Exercise objective:
In the entries that follow, copy exactly each line from the first through the line with "use parking_lot::Mutex;".

[Items from a data source]
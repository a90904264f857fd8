//! Metrics decorator for resources
//!
//! Records per resource action counts and durations, phase errors and the
//! number of live objects per version bundle version. Version counts are
//! kept per kind and namespace so that gauges of versions which disappeared
//! drop back to zero instead of going stale.

use super::{ChangeSet, ManagedObject, ObjectScope, Phase, ReconcileContext, Resource};
use crate::error::Result;
use crate::key::{parse_version, VERSION_BUNDLE_ANNOTATION};
use async_trait::async_trait;
use kube::Resource as _;
use parking_lot::Mutex;
use std::collections::BTreeMap;
use std::future::Future;
use std::sync::Arc;
use std::time::Instant;
use tracing::trace;

/// Default metric name prefix
pub const METRICS_PREFIX: &str = "kvm_operator";

type Version = (u64, u64, u64);

/// Operator wide metric handles shared by every wrapped resource
#[derive(Debug)]
pub struct MetricsRegistry {
    prefix: String,
    versions: Mutex<BTreeMap<(String, String), BTreeMap<Version, u64>>>,
}

impl Default for MetricsRegistry {
    fn default() -> Self {
        Self::new(METRICS_PREFIX)
    }
}

impl MetricsRegistry {
    pub fn new(prefix: impl Into<String>) -> Self {
        Self {
            prefix: prefix.into(),
            versions: Mutex::new(BTreeMap::new()),
        }
    }

    fn metric(&self, name: &str) -> String {
        format!("{}_{}", self.prefix, name)
    }

    /// Registers help texts with the installed recorder
    pub fn describe(&self) {
        metrics::describe_counter!(
            self.metric("reconciliations_total"),
            "Reconciliation passes started per controller"
        );
        metrics::describe_counter!(
            self.metric("reconciliation_errors_total"),
            "Reconciliation passes that failed per controller"
        );
        metrics::describe_histogram!(
            self.metric("reconciliation_duration_seconds"),
            metrics::Unit::Seconds,
            "Duration of a reconciliation pass"
        );
        metrics::describe_counter!(
            self.metric("resource_action_total"),
            "Creates, updates and deletes per namespace and kind"
        );
        metrics::describe_gauge!(
            self.metric("resource_action_milliseconds"),
            metrics::Unit::Milliseconds,
            "Duration of the last create, update or delete"
        );
        metrics::describe_counter!(
            self.metric("resource_error_total"),
            "Failed resource phases per kind"
        );
        metrics::describe_gauge!(
            self.metric("version_bundle_version_total"),
            "Live objects per kind and version bundle version"
        );
    }

    /// Counts and times one create, update or delete action
    pub fn record_action(
        &self,
        namespace: &str,
        kind: &str,
        action: &'static str,
        elapsed: std::time::Duration,
    ) {
        let labels = [
            ("namespace", namespace.to_string()),
            ("kind", kind.to_string()),
            ("action", action.to_string()),
        ];
        metrics::counter!(self.metric("resource_action_total"), &labels).increment(1);
        metrics::gauge!(self.metric("resource_action_milliseconds"), &labels)
            .set(elapsed.as_secs_f64() * 1000.0);
    }

    /// Counts a failed phase
    pub fn record_error(&self, kind: &str, phase: Phase) {
        metrics::counter!(
            self.metric("resource_error_total"),
            "kind" => kind.to_string(),
            "phase" => phase.as_str()
        )
        .increment(1);
    }

    /// Updates the per version gauges from the live objects of one kind.
    ///
    /// Returns the counts that were set, versions that vanished included.
    pub fn observe_versions<K: ManagedObject>(
        &self,
        kind: &str,
        namespace: &str,
        objects: &[K],
    ) -> BTreeMap<Version, u64> {
        let mut counts: BTreeMap<Version, u64> = BTreeMap::new();
        for obj in objects {
            let version = obj
                .meta()
                .annotations
                .as_ref()
                .and_then(|a| a.get(VERSION_BUNDLE_ANNOTATION))
                .and_then(|v| parse_version(v));
            if let Some(version) = version {
                *counts.entry(version).or_default() += 1;
            }
        }

        let scope = (kind.to_string(), namespace.to_string());
        let previous = {
            let mut versions = self.versions.lock();
            let replaced = if counts.is_empty() {
                versions.remove(&scope)
            } else {
                versions.insert(scope, counts)
            };
            replaced.unwrap_or_default()
        };

        let mut totals = self.version_totals(kind);
        for version in previous.keys() {
            totals.entry(*version).or_default();
        }

        for ((major, minor, patch), count) in &totals {
            metrics::gauge!(
                self.metric("version_bundle_version_total"),
                "kind" => kind.to_string(),
                "major" => major.to_string(),
                "minor" => minor.to_string(),
                "patch" => patch.to_string()
            )
            .set(*count as f64);
        }

        totals
    }

    /// Live objects per version over every namespace of one kind
    pub fn version_totals(&self, kind: &str) -> BTreeMap<Version, u64> {
        let mut totals: BTreeMap<Version, u64> = BTreeMap::new();
        for ((k, _), per_ns) in self.versions.lock().iter() {
            if k != kind {
                continue;
            }
            for (version, count) in per_ns {
                *totals.entry(*version).or_default() += count;
            }
        }
        totals
    }
}

/// Wraps a [`Resource`] and records metrics for it
pub struct MetricsResource<R> {
    inner: R,
    registry: Arc<MetricsRegistry>,
}

impl<R> MetricsResource<R> {
    pub fn new(inner: R, registry: Arc<MetricsRegistry>) -> Self {
        Self { inner, registry }
    }

    async fn observe<T, F>(&self, kind: &str, phase: Phase, fut: F) -> Result<T>
    where
        F: Future<Output = Result<T>>,
    {
        let result = fut.await;
        if result.is_err() {
            self.registry.record_error(kind, phase);
        }
        result
    }

    async fn timed<F>(
        &self,
        namespace: &str,
        kind: &str,
        action: &'static str,
        phase: Phase,
        fut: F,
    ) -> Result<()>
    where
        F: Future<Output = Result<()>>,
    {
        let start = Instant::now();
        let result = self.observe(kind, phase, fut).await;
        self.registry
            .record_action(namespace, kind, action, start.elapsed());
        result
    }
}

#[async_trait]
impl<T, R> Resource<T> for MetricsResource<R>
where
    T: ObjectScope + Send + Sync + 'static,
    R: Resource<T>,
{
    type Object = R::Object;

    fn name(&self) -> &'static str {
        <R as Resource<T>>::name(&self.inner)
    }

    async fn get_current_state(&self, ctx: &ReconcileContext, obj: &T) -> Result<Vec<R::Object>> {
        let kind = <R::Object as ManagedObject>::KIND.label();
        let current = self
            .observe(kind, Phase::CurrentState, self.inner.get_current_state(ctx, obj))
            .await?;
        // Also with nothing left, so gauges of removed objects drop to zero
        let namespace = obj.reconcile_scope();
        let totals = self.registry.observe_versions(kind, &namespace, &current);
        trace!(kind, namespace = %namespace, versions = totals.len(), "Observed versions");
        Ok(current)
    }

    async fn get_desired_state(&self, ctx: &ReconcileContext, obj: &T) -> Result<Vec<R::Object>> {
        let kind = <R::Object as ManagedObject>::KIND.label();
        self.observe(kind, Phase::DesiredState, self.inner.get_desired_state(ctx, obj))
            .await
    }

    async fn new_create_patch(
        &self,
        ctx: &ReconcileContext,
        obj: &T,
        current: &[R::Object],
        desired: &[R::Object],
    ) -> Result<ChangeSet<R::Object>> {
        let kind = <R::Object as ManagedObject>::KIND.label();
        self.observe(
            kind,
            Phase::CreatePatch,
            self.inner.new_create_patch(ctx, obj, current, desired),
        )
        .await
    }

    async fn new_update_patch(
        &self,
        ctx: &ReconcileContext,
        obj: &T,
        current: &[R::Object],
        desired: &[R::Object],
    ) -> Result<ChangeSet<R::Object>> {
        let kind = <R::Object as ManagedObject>::KIND.label();
        self.observe(
            kind,
            Phase::UpdatePatch,
            self.inner.new_update_patch(ctx, obj, current, desired),
        )
        .await
    }

    async fn new_delete_patch(
        &self,
        ctx: &ReconcileContext,
        obj: &T,
        current: &[R::Object],
        desired: &[R::Object],
    ) -> Result<ChangeSet<R::Object>> {
        let kind = <R::Object as ManagedObject>::KIND.label();
        self.observe(
            kind,
            Phase::DeletePatch,
            self.inner.new_delete_patch(ctx, obj, current, desired),
        )
        .await
    }

    async fn apply_create_change(
        &self,
        ctx: &ReconcileContext,
        obj: &T,
        change: &[R::Object],
    ) -> Result<()> {
        let kind = <R::Object as ManagedObject>::KIND.label();
        let fut = self.inner.apply_create_change(ctx, obj, change);
        if change.is_empty() {
            return fut.await;
        }
        self.timed(&obj.reconcile_scope(), kind, "create", Phase::ApplyCreate, fut)
            .await
    }

    async fn apply_delete_change(
        &self,
        ctx: &ReconcileContext,
        obj: &T,
        change: &[R::Object],
    ) -> Result<()> {
        let kind = <R::Object as ManagedObject>::KIND.label();
        let fut = self.inner.apply_delete_change(ctx, obj, change);
        if change.is_empty() {
            return fut.await;
        }
        self.timed(&obj.reconcile_scope(), kind, "delete", Phase::ApplyDelete, fut)
            .await
    }

    async fn apply_update_change(
        &self,
        ctx: &ReconcileContext,
        obj: &T,
        change: &[R::Object],
    ) -> Result<()> {
        let kind = <R::Object as ManagedObject>::KIND.label();
        let fut = self.inner.apply_update_change(ctx, obj, change);
        if change.is_empty() {
            return fut.await;
        }
        self.timed(&obj.reconcile_scope(), kind, "update", Phase::ApplyUpdate, fut)
            .await
    }
}

#[cfg(test)]
mod tests {
    use super::*;
    use k8s_openapi::api::core::v1::ConfigMap;
    use k8s_openapi::apimachinery::pkg::apis::meta::v1::ObjectMeta;

    fn versioned(name: &str, namespace: &str, version: &str) -> ConfigMap {
        ConfigMap {
            metadata: ObjectMeta {
                name: Some(name.to_string()),
                namespace: Some(namespace.to_string()),
                annotations: Some(
                    [(VERSION_BUNDLE_ANNOTATION.to_string(), version.to_string())]
                        .into_iter()
                        .collect(),
                ),
                ..Default::default()
            },
            ..Default::default()
        }
    }

    #[test]
    fn test_version_counts_per_kind() {
        let registry = MetricsRegistry::default();

        let totals = registry.observe_versions(
            "configmap",
            "al9qy",
            &[
                versioned("a", "al9qy", "1.0.0"),
                versioned("b", "al9qy", "1.0.0"),
                versioned("c", "al9qy", "not-a-version"),
            ],
        );
        assert_eq!(totals.get(&(1, 0, 0)), Some(&2));
        assert_eq!(totals.len(), 1);

        let totals = registry.observe_versions(
            "configmap",
            "p2k1w",
            &[versioned("d", "p2k1w", "1.1.0")],
        );
        assert_eq!(totals.get(&(1, 0, 0)), Some(&2));
        assert_eq!(totals.get(&(1, 1, 0)), Some(&1));
    }

    #[test]
    fn test_vanished_versions_drop_to_zero() {
        let registry = MetricsRegistry::default();
        registry.observe_versions("deployment", "al9qy", &[versioned("a", "al9qy", "1.0.0")]);

        let totals =
            registry.observe_versions("deployment", "al9qy", &[versioned("a", "al9qy", "1.1.0")]);
        assert_eq!(totals.get(&(1, 0, 0)), Some(&0));
        assert_eq!(totals.get(&(1, 1, 0)), Some(&1));
    }

    #[test]
    fn test_empty_namespace_resets_its_counts() {
        let registry = MetricsRegistry::default();
        registry.observe_versions("deployment", "al9qy", &[versioned("a", "al9qy", "1.0.0")]);
        registry.observe_versions("deployment", "p2k1w", &[versioned("b", "p2k1w", "1.0.0")]);

        let totals = registry.observe_versions::<ConfigMap>("deployment", "al9qy", &[]);
        assert_eq!(totals.get(&(1, 0, 0)), Some(&1));

        let totals = registry.observe_versions::<ConfigMap>("deployment", "p2k1w", &[]);
        assert_eq!(totals.get(&(1, 0, 0)), Some(&0));
        assert!(registry.version_totals("deployment").is_empty());
    }

    #[test]
    fn test_kinds_are_counted_separately() {
        let registry = MetricsRegistry::new("test");
        registry.observe_versions("configmap", "al9qy", &[versioned("a", "al9qy", "1.0.0")]);
        let totals =
            registry.observe_versions("service", "al9qy", &[versioned("a", "al9qy", "1.1.0")]);
        assert_eq!(totals.get(&(1, 0, 0)), None);
        assert_eq!(totals.get(&(1, 1, 0)), Some(&1));
    }
}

Task response:
repository a90904264f857fd8
//! Metrics decorator for resources
//!
//! Records per resource action counts and durations, phase errors and the
//! number of live objects per version bundle version. Version counts are
//! kept per kind and namespace so that gauges of versions which disappeared
//! drop back to zero instead of going stale.

use super::{ChangeSet, ManagedObject, ObjectScope, Phase, ReconcileContext, Resource};
use crate::error::Result;
use crate::key::{parse_version, VERSION_BUNDLE_ANNOTATION};
use async_trait::async_trait;
use kube::Resource as _;
use parking_lot::Mutex;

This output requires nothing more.